How to spot a hubristic culture
Hubris doesn't announce itself with flashing lights. But there are early warning signs every founder should watch out for:

  • Pursuing growth at all costs
    If your team starts chasing growth with no regard for customers, regulators, or the public, you are veering into dangerous territory. This often shows up as neglected customer service, negative media attention, or regulatory scrutiny. This will catch up with you, even if you may be able to sustain fast growth for a while longer.

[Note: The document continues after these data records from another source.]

//! The seven-step medical-history wizard.
//!
//! A [`Wizard`] owns one draft for one athlete. Moving forward runs the current step's
//! validation and stays put when it fails; moving back is always allowed. Nothing is
//! persisted between steps and nothing is sent to the server from here: [`Wizard::finish`]
//! only builds the submission payload.

use crate::editors::{self, EntryDraft, EntryError, ListEntry};
use crate::historia::{
    BodySystem, EstadoSistema, HistoriaClinicaData, HistoriaPatch, HistoriaSubmission,
    SistemasCorporales, TipoAlergia,
};
use crate::validation::{self, FieldIssue, Seccion, StepValidationError};
use crate::{alergias, CoreResult};
use inder_codes::CodeTables;
use uuid::Uuid;

#[derive(Debug, Clone, Copy, PartialEq, Eq, PartialOrd, Ord, Hash)]
pub enum Step {
    Evaluacion,
    Antecedentes,
    RevisionSistemas,
    ExploracionFisica,
    PruebasComplementarias,
    Diagnostico,
    PlanTratamiento,
}

impl Step {
    pub const ALL: [Step; 7] = [
        Step::Evaluacion,
        Step::Antecedentes,
        Step::RevisionSistemas,
        Step::ExploracionFisica,
        Step::PruebasComplementarias,
        Step::Diagnostico,
        Step::PlanTratamiento,
    ];

    /// 1-based position.
    pub fn number(self) -> u8 {
        match self {
            Step::Evaluacion => 1,
            Step::Antecedentes => 2,
            Step::RevisionSistemas => 3,
            Step::ExploracionFisica => 4,
            Step::PruebasComplementarias => 5,
            Step::Diagnostico => 6,
            Step::PlanTratamiento => 7,
        }
    }

    pub fn from_number(number: u8) -> Option<Self> {
        Step::ALL.into_iter().find(|step| step.number() == number)
    }

    pub fn title(self) -> &'static str {
        match self {
            Step::Evaluacion => "Evaluación",
            Step::Antecedentes => "Antecedentes Médicos",
            Step::RevisionSistemas => "Revisión de Sistemas",
            Step::ExploracionFisica => "Exploración Física",
            Step::PruebasComplementarias => "Pruebas Complementarias",
            Step::Diagnostico => "Diagnóstico",
            Step::PlanTratamiento => "Plan de Tratamiento",
        }
    }

    /// The following step; the last step returns itself.
    pub fn next(self) -> Self {
        Step::from_number(self.number() + 1).unwrap_or(self)
    }

    /// The preceding step; the first step returns itself.
    pub fn previous(self) -> Self {
        Step::from_number(self.number().saturating_sub(1)).unwrap_or(self)
    }

    pub fn is_last(self) -> bool {
        self == Step::PlanTratamiento
    }
}

impl std::fmt::Display for Step {
    fn fmt(&self, f: &mut std::fmt::Formatter<'_>) -> std::fmt::Result {
        write!(f, "Paso {}: {}", self.number(), self.title())
    }
}

/// Step navigation over one history draft.
#[derive(Debug, Clone)]
pub struct Wizard {
    deportista_id: Uuid,
    step: Step,
    data: HistoriaClinicaData,
}

impl Wizard {
    pub fn new(deportista_id: Uuid) -> Self {
        Self::with_data(deportista_id, HistoriaClinicaData::new())
    }

    /// Starts at step 1 over an existing draft.
    pub fn with_data(deportista_id: Uuid, data: HistoriaClinicaData) -> Self {
        Self {
            deportista_id,
            step: Step::Evaluacion,
            data,
        }
    }

    pub fn deportista_id(&self) -> Uuid {
        self.deportista_id
    }

    pub fn step(&self) -> Step {
        self.step
    }

    pub fn data(&self) -> &HistoriaClinicaData {
        &self.data
    }

    /// Shallow-merges `patch` into the draft.
    pub fn update(&mut self, patch: HistoriaPatch) -> CoreResult<()> {
        let keys: Vec<String> = patch.keys().map(str::to_string).collect();
        self.data.apply(patch)?;
        tracing::debug!(step = self.step.number(), ?keys, "draft updated");
        Ok(())
    }

    /// Validates the current step and moves forward.
    ///
    /// # Errors
    ///
    /// Returns the step's `StepValidationError`; the wizard stays on the current step.
    pub fn next(&mut self) -> Result<Step, StepValidationError> {
        if let Err(err) = validation::validate_step(self.step, &self.data) {
            tracing::debug!(
                step = self.step.number(),
                issues = err.issues.len(),
                "step validation failed"
            );
            return Err(err);
        }
        let from = self.step;
        self.step = self.step.next();
        tracing::debug!(from = from.number(), to = self.step.number(), "step forward");
        Ok(self.step)
    }

    /// Moves back one step without validating.
    pub fn previous(&mut self) -> Step {
        let from = self.step;
        self.step = self.step.previous();
        tracing::debug!(from = from.number(), to = self.step.number(), "step back");
        self.step
    }

    /// Non-blocking reminders for the current step.
    pub fn advisories(&self) -> Vec<FieldIssue> {
        validation::advisories(self.step, &self.data)
    }

    /// Re-runs every step's checks and builds the submission payload.
    ///
    /// Attachments are reduced to name, size and type. The wizard stays usable, so a
    /// failed submission can be retried by the caller.
    ///
    /// # Errors
    ///
    /// Returns the first step that fails validation.
    pub fn finish(&self) -> Result<HistoriaSubmission, StepValidationError> {
        for step in Step::ALL {
            validation::validate_step(step, &self.data)?;
        }

        let mut data = self.data.clone();
        for ayuda in &mut data.ayudas_diagnosticas {
            for archivo in &mut ayuda.archivos_adjuntos {
                archivo.sha256 = None;
            }
        }
        tracing::debug!(deportista_id = %self.deportista_id, "history ready to submit");

        Ok(HistoriaSubmission {
            deportista_id: self.deportista_id,
            data,
        })
    }

    /// Resolves a list entry against the code tables and appends it.
    pub fn add_entry<D: EntryDraft>(
        &mut self,
        draft: D,
        codes: &CodeTables,
    ) -> Result<usize, EntryError> {
        let index = editors::add(&mut self.data, draft, codes)?;
        tracing::debug!(index, "list entry added");
        Ok(index)
    }

    pub fn remove_entry<E: ListEntry>(&mut self, index: usize) -> Result<E, EntryError> {
        let entry = editors::remove(&mut self.data, index)?;
        tracing::debug!(index, "list entry removed");
        Ok(entry)
    }

    /// Sets one system's state. In the review of systems, marking a system normal clears
    /// its notes; exam notes are kept so templates survive.
    pub fn set_system_estado(&mut self, seccion: Seccion, system: BodySystem, estado: EstadoSistema) {
        let hallazgo = self.sistemas_mut(seccion).get_mut(system);
        hallazgo.estado = estado;
        if seccion == Seccion::Revision && estado == EstadoSistema::Normal {
            hallazgo.observaciones.clear();
        }
    }

    pub fn set_system_notes(&mut self, seccion: Seccion, system: BodySystem, notes: &str) {
        self.sistemas_mut(seccion).get_mut(system).observaciones = notes.to_string();
    }

    /// Appends one of the system's predefined findings to its exam notes.
    pub fn apply_plantilla(&mut self, system: BodySystem, index: usize) -> Result<(), EntryError> {
        let plantillas = system.plantillas();
        let plantilla = plantillas.get(index).ok_or(EntryError::IndexOutOfRange {
            index,
            len: plantillas.len(),
        })?;

        let hallazgo = self.data.exploracion_sistemas.get_mut(system);
        if hallazgo.observaciones.trim().is_empty() {
            hallazgo.observaciones = (*plantilla).to_string();
        } else {
            hallazgo.observaciones = format!("{} {}", hallazgo.observaciones.trim_end(), plantilla);
        }
        Ok(())
    }

    pub fn toggle_alergia(&mut self, tipo: TipoAlergia, subtipo: &str) -> CoreResult<()> {
        alergias::toggle_subtipo(&mut self.data.alergias, tipo, subtipo)?;
        if !self.data.alergias.is_empty() {
            self.data.tiene_alergias = true;
        }
        Ok(())
    }

    pub fn set_alergia_detalles(&mut self, tipo: TipoAlergia, detalles: &str) {
        alergias::set_detalles(&mut self.data.alergias, tipo, detalles);
    }

    pub fn remove_alergia(&mut self, tipo: TipoAlergia) {
        alergias::remove_tipo(&mut self.data.alergias, tipo);
    }

    fn sistemas_mut(&mut self, seccion: Seccion) -> &mut SistemasCorporales {
        match seccion {
            Seccion::Revision => &mut self.data.revision_sistemas,
            Seccion::Exploracion => &mut self.data.exploracion_sistemas,
        }
    }
}

#[cfg(test)]
mod tests {
    use super::*;
    use crate::editors::{AyudaDiagnosticaDraft, DiagnosticoDraft};
    use crate::historia::Diagnostico;
    use inder_files::AttachmentMetadata;
    use inder_types::NonEmptyText;

    fn patch(pairs: &[(&str, &str)]) -> HistoriaPatch {
        pairs
            .iter()
            .fold(HistoriaPatch::new(), |p, (k, v)| p.set(k, v).unwrap())
    }

    fn complete_wizard() -> Wizard {
        let codes = CodeTables::embedded().unwrap();
        let mut wizard = Wizard::new(Uuid::new_v4());
        wizard
            .update(patch(&[
                ("motivoConsulta", "Control"),
                ("enfermedadActual", "Asintomático"),
                ("estatura", "175"),
                ("peso", "70"),
                ("analisisObjetivoDiagnostico", "Apto"),
                ("impresionDiagnostica", "Sano"),
            ]))
            .unwrap();
        wizard
            .add_entry(
                DiagnosticoDraft {
                    codigo: "CA20".into(),
                    ..Default::default()
                },
                &codes,
            )
            .unwrap();
        wizard
    }

    #[test]
    fn test_step_bounds() {
        assert_eq!(Step::PlanTratamiento.next(), Step::PlanTratamiento);
        assert_eq!(Step::Evaluacion.previous(), Step::Evaluacion);
        assert_eq!(Step::from_number(4), Some(Step::ExploracionFisica));
        assert_eq!(Step::from_number(0), None);
        assert_eq!(Step::from_number(8), None);
    }

    #[test]
    fn test_next_blocks_on_invalid_step() {
        let mut wizard = Wizard::new(Uuid::new_v4());
        let err = wizard.next().expect_err("empty step 1");
        assert_eq!(err.step, Step::Evaluacion);
        assert_eq!(wizard.step(), Step::Evaluacion);
    }

    #[test]
    fn test_walks_all_steps_and_stays_on_last() {
        let mut wizard = complete_wizard();
        for expected in &Step::ALL[1..] {
            assert_eq!(wizard.next().unwrap(), *expected);
        }
        assert_eq!(wizard.next().unwrap(), Step::PlanTratamiento);
        assert_eq!(wizard.previous(), Step::Diagnostico);
    }

    #[test]
    fn test_step3_blocks_until_assessed() {
        let mut wizard = complete_wizard();
        wizard.next().unwrap();
        wizard.next().unwrap();
        assert_eq!(wizard.step(), Step::RevisionSistemas);

        wizard.set_system_estado(Seccion::Revision, BodySystem::Digestivo, EstadoSistema::SinEvaluar);
        let err = wizard.next().expect_err("digestivo unassessed");
        assert_eq!(err.unassessed(Seccion::Revision), vec![BodySystem::Digestivo]);
        assert_eq!(wizard.step(), Step::RevisionSistemas);

        wizard.set_system_estado(Seccion::Revision, BodySystem::Digestivo, EstadoSistema::Anormal);
        assert!(wizard.next().is_err());
        wizard.set_system_notes(Seccion::Revision, BodySystem::Digestivo, "Dolor epigástrico");
        assert_eq!(wizard.next().unwrap(), Step::ExploracionFisica);
    }

    #[test]
    fn test_normal_clears_notes() {
        let mut wizard = Wizard::new(Uuid::nil());
        wizard.set_system_estado(Seccion::Revision, BodySystem::Endocrino, EstadoSistema::Anormal);
        wizard.set_system_notes(Seccion::Revision, BodySystem::Endocrino, "Bocio");
        wizard.set_system_estado(Seccion::Revision, BodySystem::Endocrino, EstadoSistema::Normal);
        assert!(wizard.data().revision_sistemas.endocrino.observaciones.is_empty());

        wizard.apply_plantilla(BodySystem::Endocrino, 0).unwrap();
        wizard.set_system_estado(Seccion::Exploracion, BodySystem::Endocrino, EstadoSistema::Normal);
        assert!(wizard.data().exploracion_sistemas.endocrino.has_notes());
    }

    #[test]
    fn test_plantilla_appends() {
        let mut wizard = Wizard::new(Uuid::nil());
        wizard.apply_plantilla(BodySystem::Endocrino, 0).unwrap();
        wizard.apply_plantilla(BodySystem::Endocrino, 1).unwrap();
        let notes = &wizard.data().exploracion_sistemas.endocrino.observaciones;
        assert!(notes.starts_with("Tiroides no palpable."));
        assert!(notes.contains("Glándula tiroides"));
        assert!(wizard.apply_plantilla(BodySystem::Endocrino, 3).is_err());
    }

    #[test]
    fn test_finish_requires_all_gates() {
        let wizard = Wizard::new(Uuid::new_v4());
        let err = wizard.finish().expect_err("empty draft");
        assert_eq!(err.step, Step::Evaluacion);
    }

    #[test]
    fn test_finish_strips_attachment_hashes() {
        let codes = CodeTables::embedded().unwrap();
        let mut wizard = complete_wizard();
        wizard
            .add_entry(
                AyudaDiagnosticaDraft {
                    codigo_cups: "902201".into(),
                    resultado: "Normal".into(),
                    archivos: vec![AttachmentMetadata {
                        nombre: NonEmptyText::new("hemo.pdf").unwrap(),
                        tamano: 2048,
                        tipo: "application/pdf".into(),
                        sha256: Some("ab".repeat(32)),
                    }],
                },
                &codes,
            )
            .unwrap();

        let submission = wizard.finish().unwrap();
        assert_eq!(submission.deportista_id, wizard.deportista_id());
        let archivo = &submission.data.ayudas_diagnosticas[0].archivos_adjuntos[0];
        assert!(archivo.sha256.is_none());
        // The wizard keeps its own copy intact.
        assert!(wizard.data().ayudas_diagnosticas[0].archivos_adjuntos[0]
            .sha256
            .is_some());
    }

    #[test]
    fn test_remove_entry_through_wizard() {
        let mut wizard = complete_wizard();
        let removed: Diagnostico = wizard.remove_entry(0).unwrap();
        assert_eq!(removed.codigo, "CA20");
        assert!(wizard.data().diagnosticos.is_empty());
    }

    #[test]
    fn test_toggle_alergia_sets_flag() {
        let mut wizard = Wizard::new(Uuid::nil());
        wizard.toggle_alergia(TipoAlergia::Digestivas, "Gluten").unwrap();
        assert!(wizard.data().tiene_alergias);
        assert_eq!(wizard.data().alergias.len(), 1);
    }
}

  • Defaulting to dismissing criticism
    Does your founder team routinely wave off concerns - whether from employees, customers, or the press? Ignoring feedback or even attacking critics can be a red flag. Some leaders rationalize this by claiming outsiders "don't get" the company's vision or are biased to favour incumbents. Ask yourself if your company has become an echo chamber that is not longer able to take stakeholder feedback on board?

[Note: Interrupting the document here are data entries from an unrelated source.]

//! Persisted client session.
//!
//! The only state kept between runs is the bearer token and a small profile blob used for
//! display. Both live in one JSON file whose path comes from [`crate::config::ClientConfig`].
//! The session is loaded once at startup and passed to whatever needs it.

use crate::{CoreError, CoreResult};
use std::fs;
use std::path::{Path, PathBuf};

/// Display profile of the signed-in user.
#[derive(Debug, Clone, Default, PartialEq, Eq, serde::Serialize, serde::Deserialize)]
pub struct PerfilUsuario {
    #[serde(default, skip_serializing_if = "Option::is_none")]
    pub nombre: Option<String>,
    #[serde(default, skip_serializing_if = "Option::is_none")]
    pub email: Option<String>,
    #[serde(default, skip_serializing_if = "Option::is_none")]
    pub rol: Option<String>,
}

#[derive(Debug, Default, serde::Serialize, serde::Deserialize)]
#[serde(deny_unknown_fields)]
struct SessionFile {
    #[serde(default)]
    auth_token: Option<String>,
    #[serde(default)]
    user: Option<PerfilUsuario>,
}

/// Session state bound to a file on disk.
#[derive(Clone, PartialEq, Eq)]
pub struct Session {
    path: PathBuf,
    token: Option<String>,
    perfil: Option<PerfilUsuario>,
}

impl std::fmt::Debug for Session {
    fn fmt(&self, f: &mut std::fmt::Formatter<'_>) -> std::fmt::Result {
        f.debug_struct("Session")
            .field("path", &self.path)
            .field("token", &self.token.as_ref().map(|_| "<redacted>"))
            .field("perfil", &self.perfil)
            .finish()
    }
}

impl Session {
    /// An empty session that will be saved to `path`.
    pub fn empty(path: impl Into<PathBuf>) -> Self {
        Self {
            path: path.into(),
            token: None,
            perfil: None,
        }
    }

    /// Loads the session from `path`. A missing file yields an empty session.
    ///
    /// # Errors
    ///
    /// Returns `CoreError::SessionRead` on I/O failure and `CoreError::SessionFormat` if the
    /// file is not a valid session document.
    pub fn load(path: &Path) -> CoreResult<Self> {
        let text = match fs::read_to_string(path) {
            Ok(text) => text,
            Err(e) if e.kind() == std::io::ErrorKind::NotFound => {
                tracing::debug!("no session file at {}", path.display());
                return Ok(Self::empty(path));
            }
            Err(e) => return Err(CoreError::SessionRead(e)),
        };

        let mut deserializer = serde_json::Deserializer::from_str(&text);
        let file: SessionFile = serde_path_to_error::deserialize(&mut deserializer)
            .map_err(|err| CoreError::SessionFormat(format!("{} at {}", err.inner(), err.path())))?;

        Ok(Self {
            path: path.to_path_buf(),
            token: file.auth_token.filter(|t| !t.trim().is_empty()),
            perfil: file.user,
        })
    }

    pub fn token(&self) -> Option<&str> {
        self.token.as_deref()
    }

    pub fn perfil(&self) -> Option<&PerfilUsuario> {
        self.perfil.as_ref()
    }

    pub fn path(&self) -> &Path {
        &self.path
    }

    pub fn is_authenticated(&self) -> bool {
        self.token.is_some()
    }

    /// Replaces the token and profile and writes the file.
    pub fn sign_in(&mut self, token: String, perfil: Option<PerfilUsuario>) -> CoreResult<()> {
        self.token = Some(token);
        self.perfil = perfil;
        self.save()
    }

    /// Writes the session atomically (temporary file then rename).
    ///
    /// # Errors
    ///
    /// Returns `CoreError::SessionWrite` if the directory or file cannot be written.
    pub fn save(&self) -> CoreResult<()> {
        if let Some(parent) = self.path.parent().filter(|p| !p.as_os_str().is_empty()) {
            fs::create_dir_all(parent).map_err(CoreError::SessionWrite)?;
        }

        let file = SessionFile {
            auth_token: self.token.clone(),
            user: self.perfil.clone(),
        };
        let json = serde_json::to_string_pretty(&file)
            .map_err(|e| CoreError::SessionFormat(e.to_string()))?;

        let tmp = self.path.with_extension("json.tmp");
        fs::write(&tmp, json).map_err(CoreError::SessionWrite)?;
        fs::rename(&tmp, &self.path).map_err(CoreError::SessionWrite)?;
        Ok(())
    }

    /// Forgets the token and profile and removes the file.
    ///
    /// Called on logout and whenever the server answers `401`.
    pub fn clear(&mut self) -> CoreResult<()> {
        self.token = None;
        self.perfil = None;
        match fs::remove_file(&self.path) {
            Ok(()) => Ok(()),
            Err(e) if e.kind() == std::io::ErrorKind::NotFound => Ok(()),
            Err(e) => Err(CoreError::SessionWrite(e)),
        }
    }
}

#[cfg(test)]
mod tests {
    use super::*;
    use tempfile::TempDir;

    #[test]
    fn test_missing_file_is_empty_session() {
        let temp = TempDir::new().unwrap();
        let session = Session::load(&temp.path().join("session.json")).unwrap();
        assert!(!session.is_authenticated());
        assert!(session.perfil().is_none());
    }

    #[test]
    fn test_round_trip_through_disk() {
        let temp = TempDir::new().unwrap();
        let path = temp.path().join("nested").join("session.json");

        let mut session = Session::empty(&path);
        let perfil = PerfilUsuario {
            nombre: Some("Dra. Ruiz".into()),
            email: None,
            rol: Some("medico".into()),
        };
        session.sign_in("abc123".into(), Some(perfil.clone())).unwrap();

        let loaded = Session::load(&path).unwrap();
        assert_eq!(loaded.token(), Some("abc123"));
        assert_eq!(loaded.perfil(), Some(&perfil));
        assert!(!path.with_extension("json.tmp").exists());
    }

    #[test]
    fn test_clear_removes_file() {
        let temp = TempDir::new().unwrap();
        let path = temp.path().join("session.json");
        let mut session = Session::empty(&path);
        session.sign_in("abc".into(), None).unwrap();
        assert!(path.exists());

        session.clear().unwrap();
        assert!(!path.exists());
        assert!(!session.is_authenticated());
        // Clearing twice is fine.
        session.clear().unwrap();
    }

    #[test]
    fn test_invalid_file_reports_format_error() {
        let temp = TempDir::new().unwrap();
        let path = temp.path().join("session.json");
        fs::write(&path, r#"{"auth_token": 42}"#).unwrap();

        let err = Session::load(&path).expect_err("token must be a string");
        assert!(matches!(err, CoreError::SessionFormat(msg) if msg.contains("auth_token")));
    }

    #[test]
    fn test_blank_token_is_ignored() {
        let temp = TempDir::new().unwrap();
        let path = temp.path().join("session.json");
        fs::write(&path, r#"{"auth_token": "  "}"#).unwrap();

        let session = Session::load(&path).unwrap();
        assert!(!session.is_authenticated());
    }

    #[test]
    fn test_debug_hides_token() {
        let mut session = Session::empty("unused.json");
        session.token = Some("secret-token".into());
        assert!(!format!("{session:?}").contains("secret-token"));
    }
}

  • Generating the wrong kind of excitement
    If your team gets excited about breaking rules and about getting criticised by the outside world, your company has fallen prey to "antagonistic excitement". Employees are motivated for the wrong reasons and dangerously ignore the needs of stakeholders. For example, watch out when employees get excited about getting criticised for launching products that are untested or for ignoring regulatory requirements. In one startup we studied, an employee admitted, "We were getting attacked (by protestors) … You live off that adrenaline."

How to prevent hubris
The good news is that hubristic cultures aren't inevitable in entrepreneurial companies. Here are three steps founders can take to safeguard their ventures:

  • Focus on sustainable growth
    Chasing growth at all costs stores up long-term trouble. It's important to focus on growth that is sustainable for customers, rather than on growth that harms them. The fintech we studied made a conscious shift from chasing short-term wins at all costs to helping customers navigate financial challenges responsibly. As a result, the default rate on its consumer loans halved over three years. Growth is healthiest when it aligns with long-term value for customers and society.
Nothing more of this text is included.